I keep prattling on about USB Type-C is taking over, and that this is good news. But, as always, switching from one standard (or from several standards in this case) to a new one can mean teething difficulties. In particular, new cables and new conversions are required.
And since I’ve lately been reviewing computers where USB Type-C is the only physical connection available (eg. the Asus Zenbook 3, the HP Spectre 13, the MacBook Pro – review coming very soon), I’ve needed connectivity help.
Belkin stepped up with a bunch of cables and adaptors covering almost everything. I’ve already reviewed the Belkin USB-C to Gigabit Ethernet Adapter, so let’s look at what else is on offer. First, though, a very brief primer.
USB Type-C, or just plain USB-C, is primarily a connection, a specification for plug and socket. The data it carries conforms with one of the USB data specifications: USB 1.0, 1.1, 2.0, 3.0 or 3.1. The higher the number, the more recent and the faster.
USB has been around for twenty years. When it first appeared its throughput was 1.5 megabits per second, and then bumped up by a factor of eight to 12 megabits per second with USB 1.1. Most of us, though, have spent the most time with USB 2.0, which had a maximum throughput of 480Mbps, a forty-fold speed increase. USB 3.0 increased speeds by more than ten times to 5 gigabits per second, and USB 3.1 doubled them again to 10Gbps.

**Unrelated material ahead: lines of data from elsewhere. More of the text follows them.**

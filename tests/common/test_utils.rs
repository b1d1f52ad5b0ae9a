use super::mocks::{MockChat, MockImageGenerator, MockRecommender, MockTryOn};
use axum::{
    Router,
    body::{Body, to_bytes},
    http::{Request, Response},
};
use serde_json::Value;
use std::path::{Path, PathBuf};
use std::sync::Arc;
use tempfile::TempDir;
use wizzers_rust::{
    advisor::Advisor,
    config::FetchConfig,
    fetch::ImageFetcher,
    orchestrator::Orchestrator,
    publish::PublicDir,
    remote::RemoteServices,
    server::{self, AppState},
    staging::StagingArea,
};

pub const BOUNDARY: &str = "wizzers-test-boundary";
pub const DEFAULT_CLOTH: &str = "image.JPEG";

/// Directories and mocks behind a test instance of the gateway.
///
/// Swap any mock before calling `orchestrator()` or `app()`.
pub struct TestEnv {
    pub root: TempDir,
    pub uploads: PathBuf,
    pub public: PathBuf,
    pub remote_store: PathBuf,
    pub cache: PathBuf,
    pub tryon: Arc<MockTryOn>,
    pub image_generator: Arc<MockImageGenerator>,
    pub chat: Arc<MockChat>,
    pub recommender: Arc<MockRecommender>,
}

impl TestEnv {
    pub fn new() -> Self {
        let root = tempfile::tempdir().expect("Failed to create temp directory");
        let uploads = root.path().join("uploads");
        let public = root.path().join("public");
        let remote_store = root.path().join("remote");
        let cache = root.path().join("cache");
        for dir in [&uploads, &public, &remote_store, &cache] {
            std::fs::create_dir_all(dir).unwrap();
        }

        let tryon_result = remote_store.join("tryon_result.png");
        std::fs::write(&tryon_result, b"tryon-output").unwrap();
        let generated = remote_store.join("generated.png");
        std::fs::write(&generated, b"generated-output").unwrap();

        Self {
            tryon: Arc::new(MockTryOn::returning(tryon_result)),
            image_generator: Arc::new(MockImageGenerator::returning(generated)),
            chat: Arc::new(MockChat::replying("mock reply")),
            recommender: Arc::new(MockRecommender::replying("Shirt,Jacket,Shoes")),
            root,
            uploads,
            public,
            remote_store,
            cache,
        }
    }

    /// Writes a file into the fake remote storage and returns its path.
    pub fn remote_file(&self, name: &str, bytes: &[u8]) -> PathBuf {
        let path = self.remote_store.join(name);
        std::fs::write(&path, bytes).unwrap();
        path
    }

    pub fn install_default_cloth(&self, bytes: &[u8]) -> PathBuf {
        let path = self.public.join(DEFAULT_CLOTH);
        std::fs::write(&path, bytes).unwrap();
        path
    }

    /// The current mocks as a service bundle.
    pub fn services(&self) -> RemoteServices {
        RemoteServices {
            tryon: self.tryon.clone(),
            image_generator: self.image_generator.clone(),
            chat: self.chat.clone(),
            recommender: self.recommender.clone(),
        }
    }

    pub fn orchestrator(&self) -> Orchestrator {
        self.orchestrator_with(self.services())
    }

    pub fn orchestrator_with(&self, services: RemoteServices) -> Orchestrator {
        Orchestrator::new(
            services,
            ImageFetcher::new(&FetchConfig::default()).unwrap(),
            StagingArea::new(&self.uploads),
            PublicDir::new(&self.public),
            DEFAULT_CLOTH,
        )
    }

    pub fn app(&self) -> Router {
        self.app_with(self.services())
    }

    /// Router over arbitrary services, e.g. a real client pointed at wiremock.
    pub fn app_with(&self, services: RemoteServices) -> Router {
        let state = AppState {
            orchestrator: Arc::new(self.orchestrator_with(services)),
            advisor: Arc::new(Advisor::knowledge_only()),
        };
        server::router(state, 16 * 1024 * 1024)
    }

    /// Number of entries left under the uploads directory.
    pub fn staged_entries(&self) -> usize {
        count_entries(&self.uploads)
    }

    /// Number of entries left in the remote download cache.
    pub fn cached_entries(&self) -> usize {
        count_entries(&self.cache)
    }

    pub fn published(&self, name: &str) -> Option<Vec<u8>> {
        std::fs::read(self.public.join(name)).ok()
    }
}

impl Default for TestEnv {
    fn default() -> Self {
        Self::new()
    }
}

pub fn count_entries(dir: &Path) -> usize {
    std::fs::read_dir(dir).map(|d| d.count()).unwrap_or(0)
}

pub fn json_request(uri: &str, body: &Value) -> Request<Body> {
    Request::builder()
        .method("POST")
        .uri(uri)
        .header("content-type", "application/json")
        .body(Body::from(body.to_string()))
        .unwrap()
}

/// One field of a multipart form.
pub struct FormPart<'a> {
    pub name: &'a str,
    pub file_name: Option<&'a str>,
    pub content: &'a [u8],
}

pub fn file_part<'a>(name: &'a str, file_name: &'a str, content: &'a [u8]) -> FormPart<'a> {
    FormPart {
        name,
        file_name: Some(file_name),
        content,
    }
}

pub fn text_part<'a>(name: &'a str, value: &'a str) -> FormPart<'a> {
    FormPart {
        name,
        file_name: None,
        content: value.as_bytes(),
    }
}

pub fn multipart_request(uri: &str, parts: &[FormPart<'_>]) -> Request<Body> {
    let mut body = Vec::new();
    for part in parts {
        let name = part.name;
        body.extend_from_slice(format!("--{BOUNDARY}\r\n").as_bytes());
        match part.file_name {
            Some(file_name) => {
                body.extend_from_slice(
                    format!(
                        "Content-Disposition: form-data; name=\"{name}\"; filename=\"{file_name}\"\r\n\
                         Content-Type: image/png\r\n\r\n"
                    )
                    .as_bytes(),
                );
            }
            None => {
                body.extend_from_slice(
                    format!("Content-Disposition: form-data; name=\"{name}\"\r\n\r\n").as_bytes(),
                );
            }
        }
        body.extend_from_slice(part.content);
        body.extend_from_slice(b"\r\n");
    }
    body.extend_from_slice(format!("--{BOUNDARY}--\r\n").as_bytes());

    Request::builder()
        .method("POST")
        .uri(uri)
        .header(
            "content-type",
            format!("multipart/form-data; boundary={BOUNDARY}"),
        )
        .body(Body::from(body))
        .unwrap()
}

pub async fn body_json(response: Response<Body>) -> Value {
    let bytes = to_bytes(response.into_body(), usize::MAX).await.unwrap();
    serde_json::from_slice(&bytes).unwrap()
}
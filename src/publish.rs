use crate::{Error, Result};
use std::path::{Path, PathBuf};
use tracing::info;

/// Directory served to the front-end as static files.
#[derive(Debug, Clone)]
pub struct PublicDir {
    root: PathBuf,
}

impl PublicDir {
    pub fn new(root: impl Into<PathBuf>) -> Self {
        Self { root: root.into() }
    }

    pub fn root(&self) -> &Path {
        &self.root
    }

    pub fn resolve(&self, file_name: &str) -> PathBuf {
        self.root.join(file_name)
    }

    /// Copies `source` into the directory under its own file name, replacing
    /// any earlier copy.
    pub async fn publish(&self, source: &Path) -> Result<PathBuf> {
        let file_name = source.file_name().ok_or_else(|| {
            Error::internal(format!("Result path has no file name: {}", source.display()))
        })?;

        tokio::fs::create_dir_all(&self.root).await?;
        let destination = self.root.join(file_name);
        tokio::fs::copy(source, &destination).await?;

        info!("Published {} to {}", source.display(), destination.display());
        Ok(destination)
    }
}

#[cfg(test)]
mod tests {
    use super::*;
    use tempfile::TempDir;

    #[tokio::test]
    async fn test_publish_keeps_file_name() {
        let public = TempDir::new().unwrap();
        let scratch = TempDir::new().unwrap();
        let source = scratch.path().join("result.webp");
        std::fs::write(&source, b"image").unwrap();

        let dir = PublicDir::new(public.path());
        let published = dir.publish(&source).await.unwrap();

        assert_eq!(published, public.path().join("result.webp"));
        assert_eq!(std::fs::read(published).unwrap(), b"image");
        assert!(source.exists());
    }

    #[tokio::test]
    async fn test_publish_overwrites_previous_copy() {
        let public = TempDir::new().unwrap();
        let scratch = TempDir::new().unwrap();
        let source = scratch.path().join("image.png");
        let dir = PublicDir::new(public.path());

        std::fs::write(&source, b"first").unwrap();
        dir.publish(&source).await.unwrap();
        std::fs::write(&source, b"second").unwrap();
        let published = dir.publish(&source).await.unwrap();

        assert_eq!(std::fs::read(published).unwrap(), b"second");
    }

    #[tokio::test]
    async fn test_publish_missing_source_fails() {
        let public = TempDir::new().unwrap();
        let dir = PublicDir::new(public.path());

        let result = dir.publish(Path::new("/nonexistent/result.png")).await;

        assert!(result.is_err());
        assert!(!public.path().join("result.png").exists());
    }
}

It must be remembered that those numbers are theoretical maximums. If you plug a USB 3.0 flash memory stick into a port, the actual transfer rates will be determined by the read and write speeds of the media, not the port specification.
And that’s were we are now. All USB Type-C ports support either USB 3.0 or USB 3.1, and are backwards compatible with the older standards. With a suitable adaptor cable.
As for the USB Type-C physical connection itself, this is a smaller plug and socket, a little bigger than a MicroUSB connection, but still small enough for use on phones (eg. the Sony Xperia XZ and the Moto Z). It’s reversible, like Apple’s Lightning connector, and has rounded edges so it’s easier to plug in. It’s smarter too since it has to configure itself according to what’s plugged into what, which way around the plug is inserted and it has to tell the things into which it is plugged its capabilities. USB Type-C devices can often be charged at high levels of power (up to 100 watts compared to some of the older standards topping out at less than one watt).
All that is one reason why you should buy your USB Type-C cables from a reputable brand. A bad cable can do damage.
The main transfer cables Belkin provided ($29.95 each) were USB 2.0 compatible and thus limited to 480Mbps (which is the maximum for the devices plugged into them). They were USB Type-C to:
- Micro-B USB – for the bulk of Android phones
- USB Type A 2.0
- Mini-B USB (this was the compact version that has now largely been displaced by Micro-B)
- USB Type-B – that’s the squarish one that plugs into computer peripherals like printers and digital to analogue converters.
I had bit of a play using the first one to connect my Android phone to a new MacBook Pro (which only has USB Type-C ports). Of course nothing happened, except that the phone began to charge from the computer port. But a pop up told me to download “Android File Transfer” software to the Mac, which I did, and then I could copy stuff both ways. Copying close to a gigabyte of music from the SD card in my phone to the Mac took less than a minute.
Then there’s the Belkin USB-C to USB-A Adapter (also $29.95). This is USB 3.0 compatible (it’s labelled 5Gbps), and the USB-A end is a socket rather than a plug. So you can plug just about any legacy device into it. I used it to plug a very hot Lexar Jumpdrive P20 USB memory stick into a Mac. That same gigabyte of music took less than seven seconds to copy to the drive from the Mac, and less than five seconds to go the other way. I plugged in a keyboard. The Mac asked a few questions to identify it, and then it worked fine.